##################################################
#                                                #
#             MSP-PODCAST Database               #
#                                                #
#          The University of Texas at Dallas     #
#  Multimodal Signal Processing (MSP) Laboratory # 
#             Contact: Prof.
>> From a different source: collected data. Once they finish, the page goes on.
//! Channel registry facade
//!
//! Entry point for every caller-facing operation. Reads go through the
//! read-through cache, creation goes through the admission limiter and the
//! batch ingestor, and every mutation invalidates the cache namespace.

use crate::aggregator::TagAggregator;
use crate::cache::ChannelCache;
use crate::config::RegistryServiceConfig;
use crate::error::{RegistryError, Result};
use crate::ingest::{validate_region_config, BatchIngestor};
use crate::models::{
    Channel, ChannelId, ChannelPage, ChannelTemplate, ListQuery, SearchQuery, TagEdit,
};
use crate::probe::UpstreamProbe;
use crate::rate_limit::AdmissionLimiter;
use crate::store::ChannelStore;
use std::sync::Arc;
use tracing::{info, instrument, warn};

#[derive(Clone)]
pub struct ChannelRegistry {
    store: Arc<dyn ChannelStore>,
    cache: ChannelCache,
    aggregator: TagAggregator,
    ingestor: BatchIngestor,
    limiter: AdmissionLimiter,
    probe: Arc<dyn UpstreamProbe>,
    default_page_size: usize,
    default_base_url: String,
}

impl ChannelRegistry {
    pub fn new(
        store: Arc<dyn ChannelStore>,
        cache: ChannelCache,
        limiter: AdmissionLimiter,
        probe: Arc<dyn UpstreamProbe>,
        config: &RegistryServiceConfig,
    ) -> Self {
        Self {
            aggregator: TagAggregator::new(store.clone()),
            ingestor: BatchIngestor::new(store.clone(), cache.clone(), config.ingest.clone()),
            store,
            cache,
            limiter,
            probe,
            default_page_size: config.listing.default_page_size,
            default_base_url: config.probe.default_base_url.clone(),
        }
    }

    pub fn store(&self) -> Arc<dyn ChannelStore> {
        self.store.clone()
    }

    pub fn cache(&self) -> &ChannelCache {
        &self.cache
    }

    /// Paginated listing, served from the cache when possible.
    ///
    /// Tag mode pages over distinct tags and expands each into its channels.
    /// A partial tag aggregation is returned but never cached.
    #[instrument(skip(self))]
    pub async fn list_channels(&self, query: &ListQuery) -> Result<ChannelPage> {
        let query = query.normalized(self.default_page_size);

        if let Some(channels) = self.cache.get_channels(&query).await {
            return Ok(ChannelPage {
                channels,
                cached: true,
                failed_tags: Vec::new(),
            });
        }

        let page = if query.tag_mode {
            let aggregation = self
                .aggregator
                .aggregate_page(query.offset(), query.page_size, query.id_sort)
                .await?;
            ChannelPage {
                channels: aggregation.channels,
                cached: false,
                failed_tags: aggregation.failed_tags,
            }
        } else {
            ChannelPage {
                channels: self
                    .store
                    .list(query.offset(), query.page_size, false, query.id_sort)
                    .await?,
                cached: false,
                failed_tags: Vec::new(),
            }
        };

        if page.failed_tags.is_empty() {
            self.cache.put_channels(&query, &page.channels).await;
        } else {
            warn!(
                "Not caching partial listing, failed tags: {}",
                page.failed_tags.join(", ")
            );
        }

        Ok(page)
    }

    /// Keyword search; uncached
    #[instrument(skip(self))]
    pub async fn search_channels(&self, query: &SearchQuery) -> Result<ChannelPage> {
        if query.tag_mode {
            let aggregation = self
                .aggregator
                .aggregate_search(&query.filter, query.id_sort)
                .await?;
            return Ok(ChannelPage {
                channels: aggregation.channels,
                cached: false,
                failed_tags: aggregation.failed_tags,
            });
        }

        Ok(ChannelPage {
            channels: self
                .store
                .search_channels(&query.filter, query.id_sort)
                .await?,
            cached: false,
            failed_tags: Vec::new(),
        })
    }

    pub async fn get_channel(&self, id: ChannelId) -> Result<Channel> {
        self.store.get(id, false).await
    }

    /// Replace a channel; an empty key keeps the stored credential
    #[instrument(skip(self, channel), fields(id = channel.id))]
    pub async fn update_channel(&self, mut channel: Channel) -> Result<Channel> {
        self.ingestor.check_key_length(&channel.key)?;
        self.ingestor.check_models(&channel.models)?;
        if channel.channel_type.requires_region_config() {
            validate_region_config(&channel.other)?;
        }

        let existing = self.store.get(channel.id, true).await?;
        if channel.key.is_empty() {
            channel.key = existing.key;
        }
        channel.created_time = existing.created_time;

        self.store.update(&channel).await?;
        self.cache.invalidate().await;
        Ok(channel.redacted())
    }

    pub async fn delete_channel(&self, id: ChannelId) -> Result<()> {
        self.store.delete(id).await?;
        self.cache.invalidate().await;
        info!("Deleted channel #{}", id);
        Ok(())
    }

    pub async fn delete_disabled(&self) -> Result<u64> {
        let removed = self.store.delete_disabled().await?;
        self.cache.invalidate().await;
        info!("Deleted {} disabled channels", removed);
        Ok(removed)
    }

    pub async fn batch_delete(&self, ids: &[ChannelId]) -> Result<usize> {
        require_ids(ids)?;
        self.store.batch_delete(ids).await?;
        self.cache.invalidate().await;
        Ok(ids.len())
    }

    pub async fn batch_set_tag(&self, ids: &[ChannelId], tag: Option<String>) -> Result<usize> {
        require_ids(ids)?;
        self.store.batch_set_tag(ids, tag).await?;
        self.cache.invalidate().await;
        Ok(ids.len())
    }

    pub async fn disable_by_tag(&self, tag: &str) -> Result<()> {
        self.store.disable_by_tag(require_tag(tag)?).await?;
        self.cache.invalidate().await;
        Ok(())
    }

    pub async fn enable_by_tag(&self, tag: &str) -> Result<()> {
        self.store.enable_by_tag(require_tag(tag)?).await?;
        self.cache.invalidate().await;
        Ok(())
    }

    pub async fn edit_by_tag(&self, edit: &TagEdit) -> Result<()> {
        require_tag(&edit.tag)?;
        if let Some(models) = &edit.models {
            self.ingestor.check_models(models)?;
        }
        self.store.edit_by_tag(edit).await?;
        self.cache.invalidate().await;
        Ok(())
    }

    /// Admission check, then batched ingestion of the submission
    #[instrument(skip(self, template), fields(name = %template.name))]
    pub async fn create_channels(&self, client: &str, template: &ChannelTemplate) -> Result<usize> {
        self.limiter.admit(client).await?;
        self.ingestor.ingest(template).await
    }

    /// Models the stored channel's provider currently serves
    pub async fn fetch_upstream_models(&self, id: ChannelId) -> Result<Vec<String>> {
        let channel = self.store.get(id, true).await?;
        self.probe.probe(&channel).await
    }

    /// Models served at an arbitrary endpoint, defaulting to the configured base URL
    pub async fn probe_models(&self, base_url: Option<&str>, key: &str) -> Result<Vec<String>> {
        let base_url = base_url
            .map(str::trim)
            .filter(|u| !u.is_empty())
            .unwrap_or(&self.default_base_url);
        self.probe.fetch_models(base_url, key).await
    }
}

fn require_ids(ids: &[ChannelId]) -> Result<()> {
    if ids.is_empty() {
        return Err(RegistryError::validation("ids", "no channel ids given"));
    }
    Ok(())
}

fn require_tag(tag: &str) -> Result<&str> {
    let tag = tag.trim();
    if tag.is_empty() {
        return Err(RegistryError::validation("tag", "tag cannot be empty"));
    }
    Ok(tag)
}
/// A routable upstream endpoint record
#[derive(Debug, Clone, Serialize, Deserialize, PartialEq)]
pub struct Channel {
    /// Unique channel identifier assigned by the store
    pub id: ChannelId,

    /// Provider kind
    #[serde(rename = "type")]
    pub channel_type: ChannelType,

    /// Display name
    pub name: String,

    /// Provider credential; one channel carries exactly one credential
    #[serde(default)]
    pub key: String,

    /// Optional base URL override
    #[serde(default)]
    pub base_url: Option<String>,

    /// Comma-separated list of model names served by this channel
    #[serde(default)]
    pub models: String,

    /// Provider-specific configuration (e.g. a region map)
    #[serde(default)]
    pub other: String,

    /// Comma-separated routing cohorts
    #[serde(default = "default_group")]
    pub group: String,

    /// Optional secondary grouping label
    #[serde(default)]
    pub tag: Option<String>,

    /// Ordering within a cohort, higher wins
    #[serde(default)]
    pub priority: i64,

    /// Relative selection likelihood among equal priority channels
    #[serde(default)]
    pub weight: u32,

    /// Optional JSON model-name rewrite map
    #[serde(default)]
    pub model_mapping: Option<String>,

    /// Lifecycle status
    #[serde(default)]
    pub status: ChannelStatus,

    /// Creation time as a unix timestamp
    #[serde(default)]
    pub created_time: i64,
}

fn default_group() -> String {
    "default".to_string()
}

impl Channel {
    /// Model names, trimmed, without empties
    pub fn model_list(&self) -> Vec<&str> {
        split_list(&self.models)
    }

    /// Cohort names, trimmed, without empties
    pub fn groups(&self) -> Vec<&str> {
        split_list(&self.group)
    }

    /// Non-empty tag, if any
    pub fn tag(&self) -> Option<&str> {
        self.tag.as_deref().filter(|t| !t.is_empty())
    }

    /// Effective base URL: the override when set, the provider default otherwise
    pub fn effective_base_url(&self) -> Option<&str> {
        self.base_url
            .as_deref()
            .filter(|u| !u.is_empty())
            .or_else(|| self.channel_type.default_base_url())
    }

    /// Copy of this record with the credential blanked, for listing views
    pub fn redacted(&self) -> Self {
        Self {
            key: String::new(),
            ..self.clone()
        }
    }
}

fn split_list(value: &str) -> Vec<&str> {
    value
        .split(',')
        .map(str::trim)
        .filter(|s| !s.is_empty())
        .collect()
}

/// Channel lifecycle status
#[derive(Debug, Clone, Copy, Serialize, Deserialize, PartialEq, Eq, Hash, PartialOrd, Ord, Default)]
#[serde(rename_all = "snake_case")]
pub enum ChannelStatus {
    /// Status has not been established
    Unknown,
    /// Channel is routable
    #[default]
    Enabled,
    /// Disabled by an operator
    ManuallyDisabled,
    /// Disabled by an automatic health test
    AutoDisabled,
}

impl ChannelStatus {
    pub const ALL: [ChannelStatus; 4] = [
        ChannelStatus::Enabled,
        ChannelStatus::ManuallyDisabled,
        ChannelStatus::AutoDisabled,
        ChannelStatus::Unknown,
    ];

    /// Numeric code used by the persistent store
    pub fn code(self) -> i16 {
        match self {
            ChannelStatus::Unknown => 0,
            ChannelStatus::Enabled => 1,
            ChannelStatus::ManuallyDisabled => 2,
            ChannelStatus::AutoDisabled => 3,
        }
    }

    pub fn from_code(code: i16) -> Self {
        match code {
            1 => ChannelStatus::Enabled,
            2 => ChannelStatus::ManuallyDisabled,
            3 => ChannelStatus::AutoDisabled,
            _ => ChannelStatus::Unknown,
        }
    }

    pub fn is_enabled(self) -> bool {
        self == ChannelStatus::Enabled
    }

    pub fn is_disabled(self) -> bool {
        matches!(
            self,
            ChannelStatus::ManuallyDisabled | ChannelStatus::AutoDisabled
        )
    }

    /// Glyph used in rendered notifications
    pub fn glyph(self) -> &'static str {
        match self {
            ChannelStatus::Enabled => "🟢",
            ChannelStatus::ManuallyDisabled => "⛔",
            ChannelStatus::AutoDisabled => "🔴",
            ChannelStatus::Unknown => "❔",
        }
    }

    pub fn as_str(self) -> &'static str {
        match self {
            ChannelStatus::Unknown => "unknown",
            ChannelStatus::Enabled => "enabled",
            ChannelStatus::ManuallyDisabled => "manually_disabled",
            ChannelStatus::AutoDisabled => "auto_disabled",
        }
    }
}

impl fmt::Display for ChannelStatus {
    fn fmt(&self, f: &mut fmt::Formatter<'_>) -> fmt::Result {
        f.write_str(self.as_str())
    }
}

impl FromStr for ChannelStatus {
    type Err = String;

    fn from_str(s: &str) -> Result<Self, Self::Err> {
        match s.trim().to_ascii_lowercase().as_str() {
            "enabled" | "active" => Ok(ChannelStatus::Enabled),
            "manually_disabled" | "disabled" | "manual" => Ok(ChannelStatus::ManuallyDisabled),
            "auto_disabled" | "auto" => Ok(ChannelStatus::AutoDisabled),
            "unknown" => Ok(ChannelStatus::Unknown),
            other => Err(format!("unknown channel status: {}", other)),
        }
    }
}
Carlos Busso        # 
#              Release 1.12 (June 6, 2024)       #   
#                                                #
##################################################



The corpus includes:

	- readme.txt (this file)

	- Speaker_ids.txt (speaker information)

	- Partition.txt (suggested partition for Train, Development, Test1, Test2, and Test3 sets)
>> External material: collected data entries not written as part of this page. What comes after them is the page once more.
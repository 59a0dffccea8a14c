//! Read-through cache for channel listings
//!
//! [`ChannelCache`] is advisory: every backend failure is logged and treated as
//! a miss, and writes invalidate the whole registry namespace rather than
//! individual keys.

use crate::config::CacheConfig;
use crate::error::{RegistryError, Result};
use crate::models::{Channel, NormalizedListQuery};
use async_trait::async_trait;
use dashmap::DashMap;
use redis::AsyncCommands;
use std::sync::Arc;
use std::time::Duration;
use tokio::time::Instant;
use tracing::{debug, info, warn};

/// Key/value backend with TTL and prefix deletion
#[cfg_attr(test, mockall::automock)]
#[async_trait]
pub trait CacheStore: Send + Sync {
    async fn get(&self, key: &str) -> Result<Option<String>>;

    async fn set(&self, key: &str, value: &str, ttl: Duration) -> Result<()>;

    /// Increment a counter, creating it at zero when absent
    async fn incr(&self, key: &str, delta: i64) -> Result<i64>;

    async fn expire(&self, key: &str, ttl: Duration) -> Result<()>;

    /// Remaining lifetime of `key`, `None` when absent or without expiry
    async fn ttl(&self, key: &str) -> Result<Option<Duration>>;

    /// Delete every key starting with `prefix`, returning the number removed
    async fn delete_by_prefix(&self, prefix: &str) -> Result<u64>;
}

/// Redis-backed cache store
#[derive(Clone)]
pub struct RedisCacheStore {
    pool: deadpool_redis::Pool,
}

impl RedisCacheStore {
    pub fn new(pool: deadpool_redis::Pool) -> Self {
        Self { pool }
    }

    /// Create a pool for `url` and verify it answers PING
    pub async fn connect(url: &str) -> Result<Self> {
        let pool = deadpool_redis::Config::from_url(url)
            .create_pool(Some(deadpool_redis::Runtime::Tokio1))
            .map_err(|e| RegistryError::cache(format!("Failed to create Redis pool: {}", e)))?;

        let mut conn = pool.get().await?;
        let _: String = redis::cmd("PING").query_async(&mut conn).await?;

        info!("Connected to Redis cache");
        Ok(Self::new(pool))
    }
}

#[async_trait]
impl CacheStore for RedisCacheStore {
    async fn get(&self, key: &str) -> Result<Option<String>> {
        let mut conn = self.pool.get().await?;
        let value: Option<String> = conn.get(key).await?;
        Ok(value)
    }

    async fn set(&self, key: &str, value: &str, ttl: Duration) -> Result<()> {
        let mut conn = self.pool.get().await?;
        let _: () = conn.set_ex(key, value, ttl.as_secs().max(1)).await?;
        Ok(())
    }

    async fn incr(&self, key: &str, delta: i64) -> Result<i64> {
        let mut conn = self.pool.get().await?;
        let value: i64 = conn.incr(key, delta).await?;
        Ok(value)
    }

    async fn expire(&self, key: &str, ttl: Duration) -> Result<()> {
        let mut conn = self.pool.get().await?;
        let _: bool = conn.expire(key, ttl.as_secs().max(1) as i64).await?;
        Ok(())
    }

    async fn ttl(&self, key: &str) -> Result<Option<Duration>> {
        let mut conn = self.pool.get().await?;
        // -2 for a missing key, -1 for a key without expiry
        let secs: i64 = conn.ttl(key).await?;
        Ok(u64::try_from(secs).ok().map(Duration::from_secs))
    }

    async fn delete_by_prefix(&self, prefix: &str) -> Result<u64> {
        let mut conn = self.pool.get().await?;
        let pattern = format!("{}*", prefix);
        let mut cursor: u64 = 0;
        let mut deleted = 0;

        loop {
            let (next, keys): (u64, Vec<String>) = redis::cmd("SCAN")
                .arg(cursor)
                .arg("MATCH")
                .arg(&pattern)
                .arg("COUNT")
                .arg(200)
                .query_async(&mut conn)
                .await?;

            if !keys.is_empty() {
                let removed: u64 = conn.del(&keys).await?;
                deleted += removed;
            }

            if next == 0 {
                break;
            }
            cursor = next;
        }

        Ok(deleted)
    }
}

#[derive(Debug, Clone)]
struct CacheEntry {
    value: String,
    expires_at: Option<Instant>,
}

impl CacheEntry {
    fn is_live(&self, now: Instant) -> bool {
        self.expires_at.map_or(true, |at| at > now)
    }
}

/// Process-local cache store with per-entry expiry
#[derive(Debug, Default)]
pub struct InMemoryCacheStore {
    entries: DashMap<String, CacheEntry>,
}

impl InMemoryCacheStore {
    pub fn new() -> Self {
        Self::default()
    }

    /// Number of live entries
    pub fn len(&self) -> usize {
        let now = Instant::now();
        self.entries.iter().filter(|e| e.is_live(now)).count()
    }

    pub fn is_empty(&self) -> bool {
        self.len() == 0
    }
}

#[async_trait]
impl CacheStore for InMemoryCacheStore {
    async fn get(&self, key: &str) -> Result<Option<String>> {
        let now = Instant::now();
        let value = self
            .entries
            .get(key)
            .filter(|e| e.is_live(now))
            .map(|e| e.value.clone());
        Ok(value)
    }

    async fn set(&self, key: &str, value: &str, ttl: Duration) -> Result<()> {
        self.entries.insert(
            key.to_string(),
            CacheEntry {
                value: value.to_string(),
                expires_at: Some(Instant::now() + ttl),
            },
        );
        Ok(())
    }

    async fn incr(&self, key: &str, delta: i64) -> Result<i64> {
        let now = Instant::now();
        let mut entry = self.entries.entry(key.to_string()).or_insert(CacheEntry {
            value: "0".to_string(),
            expires_at: None,
        });

        if !entry.is_live(now) {
            entry.value = "0".to_string();
            entry.expires_at = None;
        }

        let current: i64 = entry
            .value
            .parse()
            .map_err(|_| RegistryError::cache(format!("value at {} is not an integer", key)))?;
        let next = current + delta;
        entry.value = next.to_string();
        Ok(next)
    }

    async fn expire(&self, key: &str, ttl: Duration) -> Result<()> {
        if let Some(mut entry) = self.entries.get_mut(key) {
            entry.expires_at = Some(Instant::now() + ttl);
        }
        Ok(())
    }

    async fn ttl(&self, key: &str) -> Result<Option<Duration>> {
        let now = Instant::now();
        let remaining = self
            .entries
            .get(key)
            .filter(|e| e.is_live(now))
            .and_then(|e| e.expires_at)
            .map(|at| at.saturating_duration_since(now));
        Ok(remaining)
    }

    async fn delete_by_prefix(&self, prefix: &str) -> Result<u64> {
        let mut removed = 0;
        self.entries.retain(|key, _| {
            let matched = key.starts_with(prefix);
            removed += u64::from(matched);
            !matched
        });
        Ok(removed)
    }
}

/// Read-through cache over listing results
#[derive(Clone)]
pub struct ChannelCache {
    backend: Option<Arc<dyn CacheStore>>,
    prefix: String,
    ttl: Duration,
}

impl ChannelCache {
    pub fn new(backend: Arc<dyn CacheStore>, config: &CacheConfig) -> Self {
        Self {
            backend: Some(backend),
            prefix: config.key_prefix.clone(),
            ttl: config.list_ttl(),
        }
    }

    /// Cache that always misses
    pub fn disabled() -> Self {
        Self {
            backend: None,
            prefix: CacheConfig::default().key_prefix,
            ttl: Duration::ZERO,
        }
    }

    pub fn is_enabled(&self) -> bool {
        self.backend.is_some()
    }

    pub fn prefix(&self) -> &str {
        &self.prefix
    }

    /// Deterministic key for a listing query, e.g. `channel:all:0:10:sorted`
    pub fn key_for(&self, query: &NormalizedListQuery) -> String {
        let mut key = format!("{}all:{}:{}", self.prefix, query.page, query.page_size);
        if query.id_sort {
            key.push_str(":sorted");
        }
        if query.tag_mode {
            key.push_str(":tagged");
        }
        key
    }

    /// Cached listing, or `None` on miss, backend failure or undecodable value
    pub async fn get_channels(&self, query: &NormalizedListQuery) -> Option<Vec<Channel>> {
        let backend = self.backend.as_ref()?;
        let key = self.key_for(query);

        let raw = match backend.get(&key).await {
            Ok(Some(raw)) => raw,
            Ok(None) => {
                debug!("Cache miss for key '{}'", key);
                return None;
            }
            Err(e) => {
                warn!("Cache read failed for key '{}': {}", key, e);
                return None;
            }
        };

        match serde_json::from_str(&raw) {
            Ok(channels) => {
                debug!("Cache hit for key '{}'", key);
                Some(channels)
            }
            Err(e) => {
                warn!("Discarding undecodable cache value at '{}': {}", key, e);
                None
            }
        }
    }

    /// Store a listing; failures are logged only
    pub async fn put_channels(&self, query: &NormalizedListQuery, channels: &[Channel]) {
        let Some(backend) = self.backend.as_ref() else {
            return;
        };
        let key = self.key_for(query);

        let raw = match serde_json::to_string(channels) {
            Ok(raw) => raw,
            Err(e) => {
                warn!("Failed to serialize listing for '{}': {}", key, e);
                return;
            }
        };

        if let Err(e) = backend.set(&key, &raw, self.ttl).await {
            warn!("Cache write failed for key '{}': {}", key, e);
        }
    }

    /// Drop every entry under the registry prefix
    pub async fn invalidate(&self) {
        let Some(backend) = self.backend.as_ref() else {
            return;
        };

        match backend.delete_by_prefix(&self.prefix).await {
            Ok(removed) => debug!("Invalidated {} cache entries under '{}'", removed, self.prefix),
            Err(e) => warn!("Cache invalidation failed for '{}': {}", self.prefix, e),
        }
    }
}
	- Folder Audios (it contains the audio files of the corpus - 207,136 speaking turns, which is 324 hours and 23 mins)

	- Folder "Labels/" (emotional labels for the corpus)
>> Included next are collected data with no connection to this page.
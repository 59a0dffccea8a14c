//! Operator notifications
//!
//! [`NotificationDispatcher`] renders status transitions and command results
//! into [`Notification`]s and hands them to a [`NotificationTransport`] once
//! per configured target. Delivery failures are logged and counted, never
//! retried and never returned to the caller.
//!
//! The summary builders in this module back the administrative commands:
//! - [`channel_listing`] partitions channels by status
//! - [`ChannelStats`] aggregates totals and per-model counts

use crate::error::Result;
use crate::health::TransitionEvent;
use crate::models::{Channel, ChannelStatus};
use crate::tester::TestReport;
use async_trait::async_trait;
use chrono::{DateTime, Utc};
use futures::future::join_all;
use serde::{Deserialize, Serialize};
use std::collections::BTreeMap;
use std::fmt::{self, Write as _};
use std::sync::Arc;
use tracing::{debug, warn};
use uuid::Uuid;

pub mod transports;

pub use transports::{LogTransport, WebhookTransport};

/// Notification severity
#[derive(Debug, Clone, Copy, PartialEq, Eq, Serialize, Deserialize)]
#[serde(rename_all = "lowercase")]
pub enum Severity {
    Info,
    Warning,
    Critical,
}

impl Severity {
    /// Severity of a transition into `status`
    pub fn for_status(status: ChannelStatus) -> Self {
        match status {
            ChannelStatus::AutoDisabled => Severity::Critical,
            ChannelStatus::ManuallyDisabled | ChannelStatus::Unknown => Severity::Warning,
            ChannelStatus::Enabled => Severity::Info,
        }
    }
}

impl fmt::Display for Severity {
    fn fmt(&self, f: &mut fmt::Formatter<'_>) -> fmt::Result {
        match self {
            Severity::Info => write!(f, "info"),
            Severity::Warning => write!(f, "warning"),
            Severity::Critical => write!(f, "critical"),
        }
    }
}

/// A rendered operator message
#[derive(Debug, Clone, PartialEq, Serialize, Deserialize)]
pub struct Notification {
    pub id: Uuid,
    pub title: String,
    pub body: String,
    pub severity: Severity,
    pub created_at: DateTime<Utc>,
}

impl Notification {
    pub fn new<T: Into<String>, B: Into<String>>(title: T, body: B, severity: Severity) -> Self {
        Self {
            id: Uuid::new_v4(),
            title: title.into(),
            body: body.into(),
            severity,
            created_at: Utc::now(),
        }
    }
}

/// Delivers a notification to one operator target
#[cfg_attr(test, mockall::automock)]
#[async_trait]
pub trait NotificationTransport: Send + Sync {
    async fn send(&self, target: &str, notification: &Notification) -> Result<()>;

    /// Transport name for logs
    fn name(&self) -> &'static str;
}

/// Per-notification delivery outcome
#[derive(Debug, Clone, Copy, Default, PartialEq, Eq)]
pub struct DeliveryReport {
    pub delivered: usize,
    pub failed: usize,
}

/// Fans notifications out to every registered target
#[derive(Clone)]
pub struct NotificationDispatcher {
    transport: Arc<dyn NotificationTransport>,
    targets: Arc<Vec<String>>,
}

impl NotificationDispatcher {
    pub fn new(transport: Arc<dyn NotificationTransport>, targets: Vec<String>) -> Self {
        Self {
            transport,
            targets: Arc::new(targets),
        }
    }

    pub fn targets(&self) -> &[String] {
        &self.targets
    }

    /// Deliver to every target concurrently; failures are logged only
    pub async fn notify(&self, notification: &Notification) -> DeliveryReport {
        let deliveries = self
            .targets
            .iter()
            .map(|target| async move { (target, self.transport.send(target, notification).await) });

        let mut report = DeliveryReport::default();
        for (target, outcome) in join_all(deliveries).await {
            match outcome {
                Ok(()) => report.delivered += 1,
                Err(e) => {
                    warn!(
                        "Failed to deliver notification {} via {} to {}: {}",
                        notification.id,
                        self.transport.name(),
                        target,
                        e
                    );
                    report.failed += 1;
                }
            }
        }

        debug!(
            "Notification {} delivered to {}/{} targets",
            notification.id,
            report.delivered,
            self.targets.len()
        );
        report
    }

    pub async fn notify_transition(&self, event: &TransitionEvent) -> DeliveryReport {
        self.notify(&render_transition(event)).await
    }

    /// Deliver an ad-hoc message
    pub async fn broadcast(&self, title: &str, body: &str, severity: Severity) -> DeliveryReport {
        self.notify(&Notification::new(title, body, severity)).await
    }
}

/// Render a status transition
pub fn render_transition(event: &TransitionEvent) -> Notification {
    let body = format!(
        "Channel #{} {}\n{} {} -> {} {}\nObserved at {}",
        event.channel_id,
        event.name,
        event.from.glyph(),
        event.from,
        event.to.glyph(),
        event.to,
        event.observed_at.format("%Y-%m-%d %H:%M:%S UTC"),
    );

    Notification::new(
        format!("Channel {} is now {}", event.name, event.to),
        body,
        Severity::for_status(event.to),
    )
}

/// Channel listing grouped by status; `only` restricts it to one status
pub fn channel_listing(channels: &[Channel], only: Option<ChannelStatus>) -> String {
    let mut out = String::new();

    for status in ChannelStatus::ALL {
        if only.map_or(false, |s| s != status) {
            continue;
        }

        let members: Vec<&Channel> = channels.iter().filter(|c| c.status == status).collect();
        if members.is_empty() {
            continue;
        }

        let _ = writeln!(out, "{} {} ({})", status.glyph(), status, members.len());
        for channel in members {
            let _ = writeln!(
                out,
                "  #{} {} [{}] {}",
                channel.id, channel.name, channel.channel_type, channel.models
            );
        }
    }

    if out.is_empty() {
        return "No channels".to_string();
    }
    out.truncate(out.trim_end().len());
    out
}

/// Aggregate channel counts
#[derive(Debug, Clone, Default, PartialEq, Eq, Serialize)]
pub struct ChannelStats {
    pub total: usize,
    pub active: usize,
    pub disabled: usize,
    /// Number of channels serving each model
    pub per_model: BTreeMap<String, usize>,
}

impl ChannelStats {
    pub fn from_channels(channels: &[Channel]) -> Self {
        let mut stats = ChannelStats {
            total: channels.len(),
            ..Default::default()
        };

        for channel in channels {
            if channel.status.is_enabled() {
                stats.active += 1;
            } else if channel.status.is_disabled() {
                stats.disabled += 1;
            }
            for model in channel.model_list() {
                *stats.per_model.entry(model.to_string()).or_default() += 1;
            }
        }

        stats
    }

    pub fn render(&self) -> String {
        let mut out = format!(
            "Channels: {} total, {} active, {} disabled",
            self.total, self.active, self.disabled
        );
        if !self.per_model.is_empty() {
            out.push_str("\nModels:");
            for (model, count) in &self.per_model {
                let _ = write!(out, "\n  {}: {}", model, count);
            }
        }
        out
    }
}

pub fn render_test_report(report: &TestReport) -> String {
    format!(
        "Channel test finished: {} tested, {} passed, {} failed\n{} auto-disabled, {} re-enabled",
        report.tested, report.passed, report.failed, report.disabled, report.enabled
    )
}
		- labels.txt (raw file with emotional annotation information) 

		- labels_consensus.csv (aggregated annotations in CSV format)

		- labels_detailed.csv (detailed individual annotations in CSV format)

		- labels_consensus.json (aggregated annotations in JSON format)

		- labels_detailed.json (detailed individual annotations in JSON format)

	- Folder Transcripts (it contains human-labeled audio transcripts of the corpus - 203,936 speaking turns have been transcribed)

        - Folder ForceAligned (it contains force alignment results based on the manual transcripts of the corpus - 203,936 speaking turns have been aligned)
	
	- Folder "Previous_releases_information/" (previous releases data)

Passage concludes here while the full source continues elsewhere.